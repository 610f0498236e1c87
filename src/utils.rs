//! Utility functions.

use std::fs;
use std::path::Path;

use tracing::{info, warn};

use crate::coupon::Snapshot;
use crate::error::Result;
use crate::store::MemoryStore;

/// Read a JSON snapshot (`{"matches": [...], "coupons": [...]}`) from disk.
pub fn read_snapshot(path: &Path) -> Result<Snapshot> {
    let raw = fs::read_to_string(path)?;
    let snapshot = serde_json::from_str(&raw)?;
    Ok(snapshot)
}

/// Preload a store from a JSON seed file.
pub fn seed_store(store: &MemoryStore, path: &Path) -> Result<()> {
    let snapshot = read_snapshot(path)?;
    store.load_seed(snapshot)?;
    info!(path = %path.display(), "Store seeded");
    Ok(())
}

/// Wait for shutdown signal (Ctrl+C or SIGTERM).
pub async fn shutdown_signal() {
    #[cfg(unix)]
    {
        use tokio::signal::unix::{signal, SignalKind};

        match signal(SignalKind::terminate()) {
            Ok(mut sigterm) => {
                tokio::select! {
                    _ = sigterm.recv() => info!("Received SIGTERM"),
                    _ = tokio::signal::ctrl_c() => info!("Received Ctrl+C"),
                }
                return;
            }
            Err(e) => warn!(error = %e, "Cannot listen for SIGTERM, waiting for Ctrl+C only"),
        }
    }

    match tokio::signal::ctrl_c().await {
        Ok(()) => info!("Received Ctrl+C"),
        Err(e) => warn!(error = %e, "Cannot listen for Ctrl+C"),
    }
}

Problem statement: Only those lines of the entries above that run from the line containing "let raw = fs::read_to_string(path)?;" to the line containing "pub fn seed_store(store: &MemoryStore, path: &Path)", both included, should be transcribed exactly.

Exercise output:
    let raw = fs::read_to_string(path)?;
    let snapshot = serde_json::from_str(&raw)?;
    Ok(snapshot)
}

/// Preload a store from a JSON seed file.
pub fn seed_store(store: &MemoryStore, path: &Path) -> Result<()> {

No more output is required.